For a real education in calling put on head to to camo, just like you're going hunting, but leave the calls at the house. At least an hour before they start to gobble, sneak in close to where you've heard birds gobbling in the mornings and pick a spot where you can sit comfortably and well-hidden. Then just sit there and listen to the birds wake up. Eventually you will be able to position yourself within hearing distance of a group of hens roosted close to the gobblers. Listen to every sound those hens make, and pay attention to what they are doing when they make each sound. Every sound means something. Pay attention to the sounds that get a reaction out of the toms, but also pay attention to the sounds that get a reaction out of other hens. Burn those sounds into your mind and go home and practice making those sounds on your calls. It doesn't matter if you know the names for the sounds or not, or if there even is a name for the sounds you are mimicking, a couple of sits where you hear a lot of hen talk will make you a better turkey caller than 100 seminars given by any human 

Pay attention to all the non-vocal sounds they make as well; scratching in the leaves while looking for food, walking cadence, etc. and learn to mimic those sounds as well. Most hunters don't, and this adds a lot of realism to your calling. 

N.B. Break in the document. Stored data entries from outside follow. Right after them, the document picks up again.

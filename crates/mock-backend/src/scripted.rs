//! Scripted backend - answers from a queue and records every call.

use std::collections::VecDeque;

use async_trait::async_trait;
use engage_core::{
    ChatBackend, ChatReply, ChatRequest, ClearHistoryRequest, EngageError, HistoryQuery,
    HistoryResponse, NudgeEvent,
};
use tokio::sync::Mutex;
use tracing::debug;

enum Scripted {
    Reply(ChatReply),
    Fail(EngageError),
}

/// A backend that replays canned replies in order.
///
/// When the queue runs dry, visitor questions are echoed back and background
/// requests get a generic greeting. Every call is recorded for assertions.
#[derive(Default)]
pub struct ScriptedBackend {
    history: Mutex<HistoryResponse>,
    script: Mutex<VecDeque<Scripted>>,
    requests: Mutex<Vec<ChatRequest>>,
    history_queries: Mutex<Vec<HistoryQuery>>,
    clears: Mutex<Vec<ClearHistoryRequest>>,
    nudges: Mutex<Vec<NudgeEvent>>,
}

impl ScriptedBackend {
    /// Create a backend with no history and an empty script.
    pub fn new() -> Self {
        Self::default()
    }

    /// Serve this history from `fetch_history`.
    pub fn with_history(mut self, history: HistoryResponse) -> Self {
        *self.history.get_mut() = history;
        self
    }

    /// Queue a reply.
    pub fn with_reply(mut self, reply: ChatReply) -> Self {
        self.script.get_mut().push_back(Scripted::Reply(reply));
        self
    }

    /// Queue a failure.
    pub fn with_error(mut self, error: EngageError) -> Self {
        self.script.get_mut().push_back(Scripted::Fail(error));
        self
    }

    /// Queue a reply after construction.
    pub async fn push_reply(&self, reply: ChatReply) {
        self.script.lock().await.push_back(Scripted::Reply(reply));
    }

    /// Queue a failure after construction.
    pub async fn push_error(&self, error: EngageError) {
        self.script.lock().await.push_back(Scripted::Fail(error));
    }

    /// Every `send` request received, in order.
    pub async fn requests(&self) -> Vec<ChatRequest> {
        self.requests.lock().await.clone()
    }

    /// Every history query received.
    pub async fn history_queries(&self) -> Vec<HistoryQuery> {
        self.history_queries.lock().await.clone()
    }

    /// Every clear-history request received.
    pub async fn clears(&self) -> Vec<ClearHistoryRequest> {
        self.clears.lock().await.clone()
    }

    /// Every nudge event received.
    pub async fn nudges(&self) -> Vec<NudgeEvent> {
        self.nudges.lock().await.clone()
    }

    /// Number of scripted entries not yet consumed.
    pub async fn remaining(&self) -> usize {
        self.script.lock().await.len()
    }

    fn fallback_reply(request: &ChatRequest) -> ChatReply {
        match &request.question {
            Some(question) => ChatReply::text(format!("You asked: {question}")),
            None => ChatReply::text("How can I help you today?"),
        }
    }
}

#[async_trait]
impl ChatBackend for ScriptedBackend {
    async fn fetch_history(&self, query: &HistoryQuery) -> Result<HistoryResponse, EngageError> {
        self.history_queries.lock().await.push(query.clone());
        Ok(self.history.lock().await.clone())
    }

    async fn send(&self, request: &ChatRequest) -> Result<ChatReply, EngageError> {
        self.requests.lock().await.push(request.clone());

        let next = self.script.lock().await.pop_front();
        match next {
            Some(Scripted::Reply(reply)) => Ok(reply),
            Some(Scripted::Fail(error)) => {
                debug!(error = %error, "SCRIPTED_FAILURE");
                Err(error)
            }
            None => Ok(Self::fallback_reply(request)),
        }
    }

    async fn clear_history(&self, request: &ClearHistoryRequest) -> Result<(), EngageError> {
        self.clears.lock().await.push(request.clone());
        Ok(())
    }

    async fn track_nudge(&self, event: &NudgeEvent) -> Result<(), EngageError> {
        self.nudges.lock().await.push(event.clone());
        Ok(())
    }

    fn name(&self) -> &str {
        "ScriptedBackend"
    }
}

#[cfg(test)]
mod tests {
    use super::*;

    #[tokio::test]
    async fn test_replies_in_order() {
        let backend = ScriptedBackend::new()
            .with_reply(ChatReply::text("first"))
            .with_error(EngageError::Network("down".to_string()))
            .with_reply(ChatReply::text("third"));

        let request = ChatRequest::new("s", "/").question("hi");
        assert_eq!(backend.send(&request).await.unwrap().answer, "first");
        assert!(matches!(backend.send(&request).await, Err(EngageError::Network(_))));
        assert_eq!(backend.send(&request).await.unwrap().answer, "third");
        assert_eq!(backend.remaining().await, 0);
        assert_eq!(backend.requests().await.len(), 3);
    }

    #[tokio::test]
    async fn test_fallback_replies() {
        let backend = ScriptedBackend::new();

        let reply = backend.send(&ChatRequest::new("s", "/").question("Pricing?")).await.unwrap();
        assert_eq!(reply.answer, "You asked: Pricing?");

        let reply = backend.send(&ChatRequest::new("s", "/").proactive(false)).await.unwrap();
        assert_eq!(reply.answer, "How can I help you today?");
    }

    #[tokio::test]
    async fn test_records_side_calls() {
        let backend = ScriptedBackend::new().with_history(HistoryResponse {
            history: Vec::new(),
            page_summary: Some("Landing".to_string()),
        });

        let history = backend.fetch_history(&HistoryQuery::new("s", "/")).await.unwrap();
        assert_eq!(history.page_summary.as_deref(), Some("Landing"));

        backend.clear_history(&ClearHistoryRequest::new("s")).await.unwrap();
        backend
            .track_nudge(&NudgeEvent {
                label: "Pricing".to_string(),
                context: "/".to_string(),
                timestamp: "2024-01-01T00:00:00Z".to_string(),
            })
            .await
            .unwrap();

        assert_eq!(backend.history_queries().await.len(), 1);
        assert_eq!(backend.clears().await[0].session_id, "s");
        assert_eq!(backend.nudges().await[0].label, "Pricing");
        assert_eq!(backend.name(), "ScriptedBackend");
    }
}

Make CERTAIN not to get busted and to let them leave the area before you get up and leave. Plan your access routes in and out so that you can get away without being seen. Even though it will be VERY tempting to call to them, don't do it until the day you are going to kill one. Educated birds are a million times tougher to hunt.

Have fun, and welcome to the addiction


----------



## outdooralex (Jan 7, 2002)

double lung said:


> They should be gobbling well in the mornings right now but rain, snow, high wind, or extremely cold temps will shut them up.
> 
> As others have said, just get close to a woodlot and listen. In order to check more woodlots you can use a locator call to elicit gobbles more quickly. A car horn works fine, and with a little practice most guys can owl with their voices well enough to get gobbles. I end up calling in 5 or 6 owls every spring while locating turkeys. I actually have about 5 different loops I drive to check for birds in the morning, stopping to listen and owl call with my voice into about 5 different woodlots on each loop. Some of them I can't even hunt, but it's still fun to hear 'em gobble
> 
> ...


Wow! Lots of good info, thanks. I'm going to try to get out this weekend.


----------